October 4, 2023 · 6 min read

Python offers powerful libraries such as BeautifulSoup for parsing and Requests for scraping, but you're likely to get blocked because of restrictions such as IP banning and rate limiting. So in this tutorial, you'll learn to implement a BeautifulSoup proxy to avoid getting blocked.

Ready? Let's dive in!

First Steps with BeautifulSoup and Python Requests

For this example scraping with BeautifulSouip and Python Requests, we'll scrape the Pokémon list of ScrapeMe's front page.

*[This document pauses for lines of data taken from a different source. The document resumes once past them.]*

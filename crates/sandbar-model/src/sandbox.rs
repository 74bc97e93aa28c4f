//! The sandbox aggregate: single source of truth for the active project.
//!
//! All mutating operations are written so the caller can reverse them while
//! holding the pre-mutation value; every network-synchronized mutation in
//! the editor layer applies optimistically and restores on failure.

use indexmap::IndexMap;
use once_cell::sync::Lazy;
use rustc_hash::FxHashMap;
use serde::{Deserialize, Serialize};
use smol_str::SmolStr;
use tracing::warn;

use crate::path;
use crate::types::{
    Authorization, Directory, EntityId, Module, ModuleCorrection, ModuleError, Sandbox, ShortId,
};

/// Default entry file per environment template, used when `package.json`
/// does not name one.
static TEMPLATE_ENTRIES: Lazy<FxHashMap<&'static str, &'static str>> = Lazy::new(|| {
    FxHashMap::from_iter([
        ("react", "/src/index.js"),
        ("vue-cli", "/src/main.js"),
        ("angular-cli", "/src/main.ts"),
        ("svelte", "/index.js"),
        ("parcel", "/index.html"),
        ("static", "/index.html"),
        ("node", "/index.js"),
    ])
});

/// What a sparse change record refers to.
#[derive(Debug, Clone, Copy, PartialEq, Eq, Serialize, Deserialize)]
#[serde(rename_all = "snake_case")]
pub enum SyncKind {
    /// A module.
    File,
    /// A directory.
    Directory,
}

/// Operation of a sparse change record.
#[derive(Debug, Clone, Copy, PartialEq, Eq, Serialize, Deserialize)]
#[serde(rename_all = "snake_case")]
pub enum SyncOp {
    /// Created or modified.
    Update,
    /// Removed.
    Delete,
}

/// A sparse change notification, reconciled against a fresh snapshot by
/// [`SandboxModel::sync`].
#[derive(Debug, Clone, PartialEq, Eq, Serialize, Deserialize)]
pub struct SyncUpdate {
    /// What happened.
    pub op: SyncOp,
    /// Path of the changed entity.
    pub path: String,
    /// Whether the path names a file or a directory.
    #[serde(rename = "type")]
    pub kind: SyncKind,
}

/// In-memory model of the active sandbox.
///
/// Exactly one model is current per session; switching sandboxes goes
/// through [`SandboxModel::replace`], which resets errors, corrections and
/// the current module.
#[derive(Debug)]
pub struct SandboxModel {
    sandbox: Sandbox,
    current_module_shortid: Option<ShortId>,
    errors: Vec<ModuleError>,
    corrections: Vec<ModuleCorrection>,
}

ScrapeMe Homepage — Click to open the image in full screen

As a prerequisite, install BeautifulSoup and Requests using the following command:

Terminal
pip install beautifulsoup4 requests

Copied!

Then, import the required modules.

program.py
import requests
from bs4 import BeautifulSoup

Copied!

Now, send a GET request to the target URL, retrieve the web server's response, and save it in a variable.

program.py
url = "https://scrapeme.live/shop/"
response = requests.get(url)
content = response.content

Copied!

Let's print the response so we can see the full HTML we'll extract data from. Here's the complete code:

program.py
import requests
from bs4 import BeautifulSoup

url = "https://scrapeme.live/shop/"
response = requests.get(url)
content = response.content

print(content)

Copied!

And this is the output:

Output
<!doctype html>\n<html lang="en-GB">\n<head>\n<meta charset="UTF-8">\n<meta name="viewport" content="width=device-width, initial-scale=1, maximum-scale=2.0">\n<link rel="profile" href="http://gmpg.org/xfn/11">\n<link rel="pingback" href="https://scrapeme.live/xmlrpc.php">\n\n<title>Products &#8211; ScrapeMe</title>\n<link rel=\'dns-prefetch\' href=\'//fonts.googleapis.com\' />\n<link rel=\'dns-prefetch\' href=\'//s.w.org\' />\n<link rel="alternate" type="application/rss+xml" title="ScrapeMe &raquo; Feed" href="https://scrapeme.live/feed/" />\n<link rel="alternate" type="application/rss+xml" title="ScrapeMe &raquo; Comments Feed" href="https://scrapeme.live/comments/feed/" />\n<link rel="alternate" type="application/rss+xml" title="ScrapeMe &raquo; Products Feed" href="https://scrapeme.live/shop/feed/" />\n\t\t<script type="text/javascript">\n\t\t\twindow._wpemojiSettings = {"baseUrl":"https:\\/\\/s.w.org\\/images\\/core\\/emoji\\/11\\/72x72\\/","ext":".png","svgUrl":"https:\\/\\/s.w.org\\/images\\/core\\/emoji\\/11\\/svg\\/","svgExt":".svg","source":{"concatemoji":"https:\\/\\/scrapeme.live\\/wp-includes\\/js\\/wp-emoji-release.min.js?ver=4.9.23"}};\n\t\t\t!function(e,a,t){var n,r,o,i=a.createElement("canvas"),p=i.getContext&&i.getContext("2d");function s(e,t){var a=String.fromCharCode;p.clearRect(0,0,i.width,i.height),p.fillText(a.apply(this,e),0,0);e=i.toDataURL();return p.clearRect(0,0,i.width,i.height),p.fillText(a.apply(this,t),0,0),e===i.toDataURL()}function c(e){var t=a.createElement("script");t.src=e,t.defer=t.type="text/javascript",a.getElementsByTagName("head")[0].appendChild(t)}for(o=Array("flag","emoji"),t.supports={everything:!0,everythingExceptFlag:!0},r=0;r<o.length;r++)t.supports[o[r]]=function(e)

//..

Copied!

From the result above, we can observe a seemingly complex HTML that may not be useful as is. Therefore, to extract the Pokémon's name list, we'll parse the HTML stored in the content variable using BeautifulSoup. This allows us to navigate through the HTML structure and retrieve the Pokemon names.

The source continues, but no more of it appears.